Mac OS X’s Preview application: still needs work

Posted by Pierre Igot in: Macintosh
July 5th, 2005 • 12:53 am

Mac OS X’s Preview application, which is the default reader for PDF and picture files, has consistently improved over the years. Yet even version 3.0 (included in Tiger) still suffers from annoying quirks and flaws that limit its appeal as the default PDF reader application.

For example, say you are in any Mac OS X application with a document window open whose contents would fill multiple pages when printed. Now select the “Print…” command in the “File” menu. In the “Print” dialog box, click on the “Preview” button.

This automatically opens a PDF preview of the printed file in Mac OS X’s Preview. Since the printed file has multiple pages, Preview also automatically opens the drawer on the side that shows a thumbnail of each page.
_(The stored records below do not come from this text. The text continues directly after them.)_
//! Shipment delay and anomaly insights
//!
//! This crate provides the core functionality for:
//! - Feature vectorization of sparse shipment records
//! - Delay, duration and anomaly inference behind a model registry
//! - Composite risk scoring
//! - Batch aggregation into fleet insights
//! - Health checks and observability

pub mod engine;
pub mod error;
pub mod health;
pub mod insights;
pub mod models;
pub mod observability;
pub mod predictor;

pub use engine::ShipmentPredictor;
pub use error::{InsightsError, Result};
pub use health::{
    Backend, Component, ComponentHealth, ComponentStatus, HealthRegistry, HealthReport,
    ReadinessReport,
};
pub use insights::{InsightsAggregator, InsightsConfig};
pub use models::*;
pub use observability::{InsightsMetrics, StructuredLogger};
pub use predictor::{
    FeatureVectorizer, HeuristicRegistry, ModelMetadata, ModelRegistry, OnnxModelRegistry,
    RiskLevel, RiskScorer, TemporalContext,
};
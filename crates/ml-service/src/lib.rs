//! HTTP service exposing shipment delay and anomaly insights

pub mod api;
pub mod config;

/// Service version reported at startup and by `/health`
pub const SERVICE_VERSION: &str = env!("CARGO_PKG_VERSION");

/// Name reported by `/health`
pub const SERVICE_NAME: &str = "ChainSight ML Service";
//! ChainSight CLI
//!
//! A command-line tool for querying the ChainSight ML service: service
//! health, single-shipment predictions and batch insights.

mod client;
mod commands;
mod config;
mod output;

use anyhow::Result;
use clap::{Parser, Subcommand};
use commands::{insights, predict, status};
use std::path::PathBuf;

/// ChainSight shipment insights CLI
#[derive(Parser)]
#[command(name = "chainsight")]
#[command(author, version, about = "CLI for the ChainSight shipment insights service", long_about = None)]
pub struct Cli {
    /// ML service URL [default: http://localhost:5000]
    #[arg(long, env = "CHAINSIGHT_API_URL")]
    pub api_url: Option<String>,

    /// Output format
    #[arg(long, short, default_value = "table")]
    pub format: output::OutputFormat,

    #[command(subcommand)]
    pub command: Commands,
}

#[derive(Subcommand)]
pub enum Commands {
    /// Check service health
    Health,

    /// Full risk assessment for one shipment
    Predict {
        /// JSON file with one shipment object (`-` for stdin)
        file: PathBuf,
    },

    /// Predict whether a shipment will be delayed
    Delay {
        /// JSON file with one shipment object (`-` for stdin)
        file: PathBuf,
    },

    /// Predict cargo condition anomalies for a shipment
    Anomaly {
        /// JSON file with one shipment object (`-` for stdin)
        file: PathBuf,
    },

    /// Aggregate insights for a batch of shipments
    Insights {
        /// JSON file with an array of shipments or `{"shipments": [...]}`
        file: PathBuf,
    },

    /// Show metadata of the loaded models
    ModelInfo,
}

#[tokio::main]
async fn main() {
    if let Err(e) = run().await {
        output::print_error(&format!("{:#}", e));
        if let Some(api_err) = e.downcast_ref::<client::ApiError>() {
            if api_err.kind.as_deref() == Some("input_validation_error") {
                output::print_info("Check the field types in the shipment file");
            }
        }
        std::process::exit(1);
    }
}

async fn run() -> Result<()> {
    let cli = Cli::parse();

    let config = config::Config::load()?;
    let api_url = config.resolve_api_url(cli.api_url.as_deref());
    let client = client::ApiClient::new(&api_url)?;

    match cli.command {
        Commands::Health => status::show_health(&client, cli.format).await?,
        Commands::Predict { file } => predict::predict(&client, &file, cli.format).await?,
        Commands::Delay { file } => predict::predict_delay(&client, &file, cli.format).await?,
        Commands::Anomaly { file } => predict::predict_anomaly(&client, &file, cli.format).await?,
        Commands::Insights { file } => insights::show_insights(&client, &file, cli.format).await?,
        Commands::ModelInfo => status::show_model_info(&client, cli.format).await?,
    }

    Ok(())
}
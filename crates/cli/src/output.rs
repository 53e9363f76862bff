//! Output formatting utilities

use clap::ValueEnum;
use colored::Colorize;
use serde::Serialize;

/// Output format for CLI commands
#[derive(Debug, Clone, Copy, Default, ValueEnum)]
pub enum OutputFormat {
    /// Table format (default)
    #[default]
    Table,
    /// JSON format
    Json,
}

/// Print any response as pretty JSON
pub fn print_json<T: Serialize>(value: &T) -> anyhow::Result<()> {
    println!("{}", serde_json::to_string_pretty(value)?);
    Ok(())
}

/// Print a success message
pub fn print_success(message: &str) {
    println!("{} {}", "✓".green().bold(), message);
}

/// Print an error message
pub fn print_error(message: &str) {
    eprintln!("{} {}", "✗".red().bold(), message);
}

/// Print a warning message
pub fn print_warning(message: &str) {
    println!("{} {}", "⚠".yellow().bold(), message);
}

/// Print an info message
pub fn print_info(message: &str) {
    println!("{} {}", "ℹ".blue().bold(), message);
}

/// Format a probability in [0, 1] as a percentage
pub fn format_probability(probability: f64) -> String {
    format!("{:.1}%", probability * 100.0)
}

/// Format a delay estimate, `-` when there is none
pub fn format_hours(hours: f64) -> String {
    if hours > 0.0 {
        format!("{:.1}h", hours)
    } else {
        "-".to_string()
    }
}

/// Format a yes/no flag
pub fn format_flag(flag: bool) -> String {
    if flag {
        "yes".red().to_string()
    } else {
        "no".green().to_string()
    }
}

/// Color a risk level
pub fn color_risk(level: &str) -> String {
    match level.to_lowercase().as_str() {
        "low" => level.green().to_string(),
        "medium" => level.yellow().to_string(),
        "high" => level.red().bold().to_string(),
        _ => level.to_string(),
    }
}

/// Color a composite risk score using the 40/70 bands
pub fn color_score(score: f64) -> String {
    let formatted = format!("{:.1}", score);
    if score >= 70.0 {
        formatted.red().to_string()
    } else if score >= 40.0 {
        formatted.yellow().to_string()
    } else {
        formatted.green().to_string()
    }
}

/// Color status based on value
pub fn color_status(status: &str) -> String {
    match status.to_lowercase().as_str() {
        "ok" | "healthy" => status.green().to_string(),
        "degraded" | "warning" => status.yellow().to_string(),
        "unhealthy" | "error" | "failed" => status.red().to_string(),
        _ => status.to_string(),
    }
}

/// Render an RFC 3339 timestamp in local time, or return it unchanged
pub fn format_timestamp(ts: &str) -> String {
    chrono::DateTime::parse_from_rfc3339(ts)
        .map(|dt| {
            dt.with_timezone(&chrono::Local)
                .format("%Y-%m-%d %H:%M:%S")
                .to_string()
        })
        .unwrap_or_else(|_| ts.to_string())
}
//! Observability for the insights service
//!
//! Provides:
//! - Prometheus metrics (prediction and batch latency, outcome counters, model version)
//! - Structured JSON logging with tracing

use crate::models::InsightsSummary;
use prometheus::{
    register_gauge_vec, register_histogram, register_int_counter, register_int_counter_vec,
    register_int_gauge, GaugeVec, Histogram, IntCounter, IntCounterVec, IntGauge,
};
use std::sync::OnceLock;
use tracing::{info, warn};

/// Latency buckets for single predictions (in seconds)
const LATENCY_BUCKETS: &[f64] = &[
    0.0001, 0.0005, 0.001, 0.0025, 0.005, 0.01, 0.025, 0.05, 0.1, 0.25, 0.5, 1.0,
];

/// Latency buckets for whole batches (in seconds)
const BATCH_LATENCY_BUCKETS: &[f64] = &[0.001, 0.005, 0.01, 0.05, 0.1, 0.25, 0.5, 1.0, 2.5, 5.0, 10.0];

/// Global metrics instance (registered once)
static GLOBAL_METRICS: OnceLock<InsightsMetricsInner> = OnceLock::new();

struct InsightsMetricsInner {
    prediction_latency_seconds: Histogram,
    batch_latency_seconds: Histogram,
    last_batch_size: IntGauge,
    model_version_info: GaugeVec,
    predictions_total: IntCounter,
    delayed_total: IntCounter,
    anomalies_total: IntCounter,
    high_risk_total: IntCounter,
    prediction_errors: IntCounterVec,
    inferences_total: IntCounterVec,
    slow_inferences_total: IntCounterVec,
}

impl InsightsMetricsInner {
    fn new() -> Self {
        Self {
            prediction_latency_seconds: register_histogram!(
                "chainsight_prediction_latency_seconds",
                "Time spent scoring a single shipment",
                LATENCY_BUCKETS.to_vec()
            )
            .expect("Failed to register prediction_latency_seconds"),

            batch_latency_seconds: register_histogram!(
                "chainsight_batch_latency_seconds",
                "Time spent aggregating a shipment batch",
                BATCH_LATENCY_BUCKETS.to_vec()
            )
            .expect("Failed to register batch_latency_seconds"),

            last_batch_size: register_int_gauge!(
                "chainsight_last_batch_size",
                "Number of shipments in the most recent insights batch"
            )
            .expect("Failed to register last_batch_size"),

            model_version_info: register_gauge_vec!(
                "chainsight_model_version_info",
                "Information about the model registry serving predictions",
                &["version", "backend"]
            )
            .expect("Failed to register model_version_info"),

            predictions_total: register_int_counter!(
                "chainsight_predictions_total",
                "Total number of shipments scored"
            )
            .expect("Failed to register predictions_total"),

            delayed_total: register_int_counter!(
                "chainsight_delayed_predictions_total",
                "Total number of shipments classified as delayed"
            )
            .expect("Failed to register delayed_predictions_total"),

            anomalies_total: register_int_counter!(
                "chainsight_anomalies_detected_total",
                "Total number of shipments counted as anomalies"
            )
            .expect("Failed to register anomalies_detected_total"),

            high_risk_total: register_int_counter!(
                "chainsight_high_risk_shipments_total",
                "Total number of high-risk shipments"
            )
            .expect("Failed to register high_risk_shipments_total"),

            prediction_errors: register_int_counter_vec!(
                "chainsight_prediction_errors_total",
                "Total number of failed prediction calls by error kind",
                &["kind"]
            )
            .expect("Failed to register prediction_errors_total"),

            inferences_total: register_int_counter_vec!(
                "chainsight_inferences_total",
                "Total number of ONNX model invocations by capability",
                &["capability"]
            )
            .expect("Failed to register inferences_total"),

            slow_inferences_total: register_int_counter_vec!(
                "chainsight_slow_inferences_total",
                "ONNX model invocations over the latency target by capability",
                &["capability"]
            )
            .expect("Failed to register slow_inferences_total"),
        }
    }
}

/// Insights metrics for Prometheus exposition
///
/// A lightweight handle to the global metrics instance.
/// Clones share the same underlying metrics.
#[derive(Clone)]
pub struct InsightsMetrics {
    _private: (),
}

impl Default for InsightsMetrics {
    fn default() -> Self {
        Self::new()
    }
}

impl std::fmt::Debug for InsightsMetrics {
    fn fmt(&self, f: &mut std::fmt::Formatter<'_>) -> std::fmt::Result {
        f.debug_struct("InsightsMetrics").finish_non_exhaustive()
    }
}

impl InsightsMetrics {
    /// Create a metrics handle, registering the global metrics on first use
    pub fn new() -> Self {
        GLOBAL_METRICS.get_or_init(InsightsMetricsInner::new);
        Self { _private: () }
    }

    fn inner(&self) -> &InsightsMetricsInner {
        GLOBAL_METRICS.get_or_init(InsightsMetricsInner::new)
    }

    pub fn observe_prediction_latency(&self, duration_secs: f64) {
        self.inner().prediction_latency_seconds.observe(duration_secs);
    }

    pub fn observe_batch_latency(&self, duration_secs: f64) {
        self.inner().batch_latency_seconds.observe(duration_secs);
    }

    /// Update model version info
    pub fn set_model_version(&self, version: &str, backend: &str) {
        self.inner().model_version_info.reset();
        self.inner()
            .model_version_info
            .with_label_values(&[version, backend])
            .set(1.0);
    }

    /// Count one scored shipment
    pub fn record_prediction(&self, delayed: bool, anomaly: bool, high_risk: bool) {
        let inner = self.inner();
        inner.predictions_total.inc();
        if delayed {
            inner.delayed_total.inc();
        }
        if anomaly {
            inner.anomalies_total.inc();
        }
        if high_risk {
            inner.high_risk_total.inc();
        }
    }

    /// Count every shipment of an aggregated batch
    pub fn record_batch(&self, summary: &InsightsSummary) {
        let inner = self.inner();
        inner.last_batch_size.set(summary.total_shipments as i64);
        inner.predictions_total.inc_by(summary.total_shipments as u64);
        inner.delayed_total.inc_by(summary.delayed_shipments as u64);
        inner.anomalies_total.inc_by(summary.anomalies_detected as u64);
        inner.high_risk_total.inc_by(summary.high_risk_shipments as u64);
    }

    pub fn inc_prediction_errors(&self, kind: &str) {
        self.inner().prediction_errors.with_label_values(&[kind]).inc();
    }

    pub fn prediction_errors(&self, kind: &str) -> u64 {
        self.inner().prediction_errors.with_label_values(&[kind]).get()
    }

    pub fn predictions_total(&self) -> u64 {
        self.inner().predictions_total.get()
    }

    /// Count one model invocation
    pub fn record_inference(&self, capability: &str, slow: bool) {
        let inner = self.inner();
        inner.inferences_total.with_label_values(&[capability]).inc();
        if slow {
            inner
                .slow_inferences_total
                .with_label_values(&[capability])
                .inc();
        }
    }

    pub fn inferences(&self, capability: &str) -> u64 {
        self.inner()
            .inferences_total
            .with_label_values(&[capability])
            .get()
    }

    pub fn slow_inferences(&self, capability: &str) -> u64 {
        self.inner()
            .slow_inferences_total
            .with_label_values(&[capability])
            .get()
    }
}

/// Structured logger for service events
///
/// Emits consistent `event = "..."` records for lifecycle, model loading,
/// and scoring outcomes.
#[derive(Debug, Clone)]
pub struct StructuredLogger {
    instance: String,
}

impl StructuredLogger {
    pub fn new(instance: impl Into<String>) -> Self {
        Self {
            instance: instance.into(),
        }
    }

    pub fn instance(&self) -> &str {
        &self.instance
    }

    pub fn log_startup(&self, version: &str, model_version: &str, backend: &str) {
        info!(
            event = "service_started",
            instance = %self.instance,
            service_version = %version,
            model_version = %model_version,
            backend = %backend,
            "Shipment insights service started"
        );
    }

    pub fn log_shutdown(&self, reason: &str) {
        info!(
            event = "service_shutdown",
            instance = %self.instance,
            reason = %reason,
            "Shipment insights service shutting down"
        );
    }

    pub fn log_models_loaded(&self, model_dir: &str, model_version: &str) {
        info!(
            event = "models_loaded",
            instance = %self.instance,
            model_dir = %model_dir,
            model_version = %model_version,
            "ONNX models loaded"
        );
    }

    /// Log that the heuristic registry replaced the ONNX models
    pub fn log_fallback_activated(&self, model_dir: &str, reason: &str) {
        warn!(
            event = "fallback_activated",
            instance = %self.instance,
            model_dir = %model_dir,
            reason = %reason,
            "Serving heuristic predictions, model artifacts unavailable"
        );
    }

    pub fn log_prediction(
        &self,
        shipment_id: &str,
        delay_probability: f64,
        anomaly_probability: f64,
        risk_score: f64,
        risk_level: &str,
        model_version: &str,
    ) {
        info!(
            event = "prediction_generated",
            instance = %self.instance,
            shipment_id = %shipment_id,
            delay_probability = delay_probability,
            anomaly_probability = anomaly_probability,
            risk_score = risk_score,
            risk_level = %risk_level,
            model_version = %model_version,
            "Scored shipment"
        );
    }

    pub fn log_batch_summary(&self, summary: &InsightsSummary, elapsed_ms: u128) {
        info!(
            event = "batch_aggregated",
            instance = %self.instance,
            total_shipments = summary.total_shipments,
            delayed_shipments = summary.delayed_shipments,
            delay_percentage = summary.delay_percentage,
            high_risk_shipments = summary.high_risk_shipments,
            anomalies_detected = summary.anomalies_detected,
            elapsed_ms = elapsed_ms as u64,
            "Aggregated shipment insights"
        );
    }
}

#[cfg(test)]
mod tests {
    use super::*;

    #[test]
    fn test_insights_metrics_creation() {
        // The Prometheus registry is process-global; repeated handles share it.
        let metrics = InsightsMetrics::new();
        let again = InsightsMetrics::new();

        metrics.observe_prediction_latency(0.001);
        metrics.observe_batch_latency(0.02);
        metrics.set_model_version("1.0.0", "onnx");

        let before = again.predictions_total();
        metrics.record_prediction(true, false, true);
        assert!(again.predictions_total() > before);
    }

    #[test]
    fn test_error_counter_by_kind() {
        let metrics = InsightsMetrics::new();
        let before = metrics.prediction_errors("schema_error");
        metrics.inc_prediction_errors("schema_error");
        assert!(metrics.prediction_errors("schema_error") > before);
    }

    #[test]
    fn test_batch_counts() {
        let metrics = InsightsMetrics::new();
        let before = metrics.predictions_total();
        metrics.record_batch(&InsightsSummary {
            total_shipments: 4,
            delayed_shipments: 1,
            ..Default::default()
        });
        assert!(metrics.predictions_total() >= before + 4);
    }

    #[test]
    fn test_inference_counters() {
        let metrics = InsightsMetrics::new();
        let capability = "classify_anomaly";
        let total = metrics.inferences(capability);
        let slow = metrics.slow_inferences(capability);

        metrics.record_inference(capability, false);
        metrics.record_inference(capability, true);

        assert!(metrics.inferences(capability) >= total + 2);
        assert!(metrics.slow_inferences(capability) > slow);
    }

    #[test]
    fn test_structured_logger_creation() {
        let logger = StructuredLogger::new("test-instance");
        assert_eq!(logger.instance(), "test-instance");
    }
}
Now try pressing the Page Up or Page Down key. They do not work! You can a stupid alert sound, as if you were doing something wrong! As far as I can tell, the problem is that, when Mac OS X opens the PDF preview in Preview, its puts the focus on another part of the interface, namely the bar at the button with the “Print” and “Cancel” buttons.

This is pretty dumb, considering that, when viewing a multiple page preview, the user will very likely want to preview several pages of the document before going ahead and printing it! Worse still: it’s rather hard to tell where the focus is in Preview. You have to press the Tab key repeatedly and, depending on whether you have Full Keyboard Access on or not, it will take you several tries before you finally manage to put the focus on the main part of the window, so that the Page Up and Page Down keys actually work as expected!

(I have FKA on on my machine. For me, the quickest shortcut is to press shift-Tab twice. Your mileage may vary. You might want to use your mouse to click on the main part of the window. It could be faster…)

It’s all rather embarrassing in terms of its lack of usability.

Preview also has other flaws. For example, there is no option to open the same PDF document in a second window. If you have a PDF document open in Preview, and you double-click on the document in the Finder to open it a second time, Mac OS X simply puts the focus back on the already open window. And there is no “Open in Second Window” in the “Window” menu.

This is an annoying limitation, especially when you are viewing a PDF document with some pages in landscape orientation and other pages in portrait orientation. Whenever you go from a landscape-oriented page to a portrait-oriented page or vice versa, you have to rotate the document to view the page properly — and also, most likely, resize the window so that the text is big enough to be readable. If the user had the option to open the same document in a second window, he could have one window with the appropriate orientation and size for portrait pages, and another one for landscape pages.

Finally, there is the issue of Preview’s text search feature. First of all, you are forced to use the drawer, even if you don’t like it and have closed it. There is no option to use a “Find” dialog box that would float above the document window instead. For people with limited screen real estate, this is rather irritating, especially since using a “Find” dialog box for searching for text in a document is a pretty standard feature in many Mac OS X applications.

Then if you do a search and go to one of the results, and then click on the small “x” button in the search field to stop the search, Preview stays on the page that you have just selected. Granted, this makes sense in a number of scenarios, where you might be looking for a specific page in a document. And you can easily go back to the page you were viewing before starting the search by clicking on the “Back” button in the toolbar.

The problem with this is that it is not consistent with what happens in other applications. In the Finder, for example, if you do a search for a file, when you click on the “x” in the search field, the Finder window automatically returns to its previous state. It’s the same thing in Mail’s main viewer window.

This is because these search features assume that, once you’ve found what you were looking for, you have opened the corresponding result in a separate window. Because Preview forces you to work within a single window with a search drawer, however, it has no choice but to be inconsistent with other Mac OS X in the behaviour of its interface for the search feature.

Part of the problem here is that the very concept of a window drawer is still something that is rather new, and neither Apple nor other developers seem to be quite sure about what it should be used for. Remember, for example, that the list of mailboxes in Mail 1.x was a drawer. It was rather weird, especially since you could never really put the focus on the drawer. In Mail 2.0, the drawer is gone.

In iCal, the information details about the selected event in a calendar are displayed in a window drawer, but this drawer can be “detached” and turned into a separate inspector type of window. Clearly, here again, Apple is not sure that the drawer thing is a good approach.

To me, one of the main problems with drawers is the focus issue. In Preview, for example, depending on whether the focus is on the drawer or on the main window area, the Page Up and Page Down keys have a different behaviour. And I frequently find myself pressing the Page Down key and expecting Preview to go down a page, only to see it scroll down the drawer of thumbnails instead. Why does this happen? Because the only visual indication that the focus is on the drawer and not on the main window is the selection colour. That’s not enough. It seems to me that, in a properly designed interface, the user should never easily lose track of where the focus is. Preview is a failure in that respect, and it has a lot to do with the use of the drawer for too many things.